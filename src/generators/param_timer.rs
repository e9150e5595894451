use crate::core::component::TickComponent;
use crate::core::signal::{Level, SignalKind};
use crate::core::timer::{CountdownTimer, Timer};

/// Clock that delegates its periodicity to an external timer.
///
/// Instead of a self-maintained counter, the clock arms an injected
/// [`Timer`] for `PERIOD - 1` ticks; each expiry toggles the output and
/// re-arms for the same count. Correctness rests on the timer contract:
/// one arm, exactly one notification.
#[derive(Debug)]
pub struct ParamTimerClock<T: Timer, const PERIOD: u32> {
    name: String,
    timer: T,
    output: Level,
}

impl<const PERIOD: u32> ParamTimerClock<CountdownTimer, PERIOD> {
    /// Construct with the crate's reference countdown timer.
    pub fn with_countdown(name: impl Into<String>) -> Self {
        Self::new(name, CountdownTimer::new())
    }
}

impl<T: Timer, const PERIOD: u32> ParamTimerClock<T, PERIOD> {
    const PERIOD_OK: () = assert!(PERIOD >= 2, "ParamTimerClock requires PERIOD >= 2");

    /// Arm count used on start and on every re-arm.
    pub const ARM_TICKS: u64 = (PERIOD - 1) as u64;

    pub fn new(name: impl Into<String>, mut timer: T) -> Self {
        let _ = Self::PERIOD_OK;
        timer.arm(Self::ARM_TICKS);
        Self {
            name: name.into(),
            timer,
            output: Level::new(),
        }
    }

    pub fn output(&self) -> bool {
        self.output.get()
    }
}

impl<T: Timer, const PERIOD: u32> TickComponent for ParamTimerClock<T, PERIOD> {
    fn name(&self) -> &str {
        &self.name
    }

    fn tick(&mut self) {
        self.timer.tick();
        if self.timer.fired() {
            self.output.toggle();
            self.timer.arm(Self::ARM_TICKS);
        }
    }

    fn reset(&mut self) {
        self.output.clear();
        self.timer.arm(Self::ARM_TICKS);
    }

    fn signals(&self) -> Vec<(&'static str, SignalKind, bool)> {
        vec![("output", SignalKind::Level, self.output.get())]
    }
}

#[cfg(test)]
mod tests {
    use super::*;

    /// Timer double recording every arm count it receives.
    #[derive(Debug)]
    struct RecordingTimer {
        inner: CountdownTimer,
        arm_counts: Vec<u64>,
    }

    impl RecordingTimer {
        fn new() -> Self {
            Self {
                inner: CountdownTimer::new(),
                arm_counts: Vec::new(),
            }
        }
    }

    impl Timer for RecordingTimer {
        fn arm(&mut self, ticks: u64) {
            self.arm_counts.push(ticks);
            self.inner.arm(ticks);
        }

        fn tick(&mut self) {
            self.inner.tick();
        }

        fn fired(&self) -> bool {
            self.inner.fired()
        }
    }

    #[test]
    fn test_toggles_on_every_expiry() {
        let mut clock = ParamTimerClock::<_, 10>::with_countdown("timer10");
        assert!(!clock.output());
        let mut toggles = Vec::new();
        for t in 1..=36u64 {
            let before = clock.output();
            clock.tick();
            if clock.output() != before {
                toggles.push(t);
            }
        }
        // Armed for 9 ticks on start and after each expiry.
        assert_eq!(toggles, vec![9, 18, 27, 36]);
    }

    #[test]
    fn test_rearm_uses_period_constant() {
        let mut clock = ParamTimerClock::<_, 5>::new("timer5", RecordingTimer::new());
        for _ in 0..20 {
            clock.tick();
        }
        // Every arm, initial and re-arm alike, carries PERIOD - 1.
        assert!(clock.timer.arm_counts.len() > 1);
        assert!(clock.timer.arm_counts.iter().all(|&n| n == 4));
    }

    #[test]
    fn test_minimum_period_2() {
        let mut clock = ParamTimerClock::<_, 2>::with_countdown("timer2");
        for t in 1..=6u64 {
            clock.tick();
            assert_eq!(clock.output(), t % 2 == 1, "wrong at tick {}", t);
        }
    }

    #[test]
    fn test_reset_rearms_timer() {
        let mut clock = ParamTimerClock::<_, 10>::with_countdown("timer10");
        for _ in 0..12 {
            clock.tick();
        }
        assert!(clock.output());
        clock.reset();
        assert!(!clock.output());
        // The restarted clock behaves like a fresh one.
        let mut toggles = Vec::new();
        for t in 1..=18u64 {
            let before = clock.output();
            clock.tick();
            if clock.output() != before {
                toggles.push(t);
            }
        }
        assert_eq!(toggles, vec![9, 18]);
    }
}
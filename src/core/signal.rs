//! Output signal primitives.
//!
//! Generators expose two kinds of boolean outputs. A [`Level`] is a passive
//! value: it holds whatever it was last set to and is readable between
//! ticks. A [`Pulse`] is an active one-shot notification: it is observed
//! high only during the tick in which it was raised and settles back to
//! low at the start of the next tick. Keeping the two as distinct types
//! prevents a one-shot from being accidentally latched as a stored level.

use serde::{Deserialize, Serialize};

/// Classification of an output signal.
#[derive(Debug, Clone, Copy, PartialEq, Eq, Serialize, Deserialize)]
pub enum SignalKind {
    /// Persistent level, stable between ticks.
    Level,
    /// One-shot notification, meaningful only in the tick it fires.
    Pulse,
}

/// A passive boolean level.
#[derive(Debug, Clone, Copy, Default, PartialEq, Eq)]
pub struct Level {
    value: bool,
}

impl Level {
    /// Create a level in its reset state (low).
    pub fn new() -> Self {
        Self { value: false }
    }

    /// Current value.
    pub fn get(&self) -> bool {
        self.value
    }

    /// Drive the level to `value`.
    pub fn set(&mut self, value: bool) {
        self.value = value;
    }

    /// Invert the level.
    pub fn toggle(&mut self) {
        self.value = !self.value;
    }

    /// Return to the reset state (low).
    pub fn clear(&mut self) {
        self.value = false;
    }
}

/// An active one-shot notification.
///
/// The owning component calls [`Pulse::settle`] at the start of each tick
/// and [`Pulse::raise`] when the firing condition holds, so the pulse is
/// high for exactly one tick per firing.
#[derive(Debug, Clone, Copy, Default, PartialEq, Eq)]
pub struct Pulse {
    raised: bool,
}

impl Pulse {
    /// Create a pulse in its reset state (not raised).
    pub fn new() -> Self {
        Self { raised: false }
    }

    /// Fire the notification for the current tick.
    pub fn raise(&mut self) {
        self.raised = true;
    }

    /// True only during the tick in which the pulse was raised.
    pub fn is_raised(&self) -> bool {
        self.raised
    }

    /// Clear a previous firing. Called at the start of the next tick.
    pub fn settle(&mut self) {
        self.raised = false;
    }
}

/// A sampled output value, tagged with its owning component and kind.
#[derive(Debug, Clone, PartialEq, Eq, Serialize, Deserialize)]
pub struct SignalSample {
    pub component: String,
    pub signal: String,
    pub kind: SignalKind,
    pub value: bool,
}

#[cfg(test)]
mod tests {
    use super::*;

    #[test]
    fn test_level_holds_value() {
        let mut level = Level::new();
        assert!(!level.get());
        level.set(true);
        assert!(level.get());
        assert!(level.get(), "level must be stable across reads");
        level.toggle();
        assert!(!level.get());
        level.toggle();
        level.clear();
        assert!(!level.get());
    }

    #[test]
    fn test_pulse_is_one_shot() {
        let mut pulse = Pulse::new();
        assert!(!pulse.is_raised());
        pulse.raise();
        assert!(pulse.is_raised());
        // Next tick begins: the firing settles without an explicit reset.
        pulse.settle();
        assert!(!pulse.is_raised());
    }

    #[test]
    fn test_pulse_settle_without_raise_is_harmless() {
        let mut pulse = Pulse::new();
        pulse.settle();
        assert!(!pulse.is_raised());
    }
}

Exercise prompt: Looking at the entries above, copy out every line in which "derive" occurs.

Task result:
#[derive(Debug)]
    #[derive(Debug)]
#[derive(Debug, Clone, Copy, PartialEq, Eq, Serialize, Deserialize)]
#[derive(Debug, Clone, Copy, Default, PartialEq, Eq)]
#[derive(Debug, Clone, Copy, Default, PartialEq, Eq)]
#[derive(Debug, Clone, PartialEq, Eq, Serialize, Deserialize)]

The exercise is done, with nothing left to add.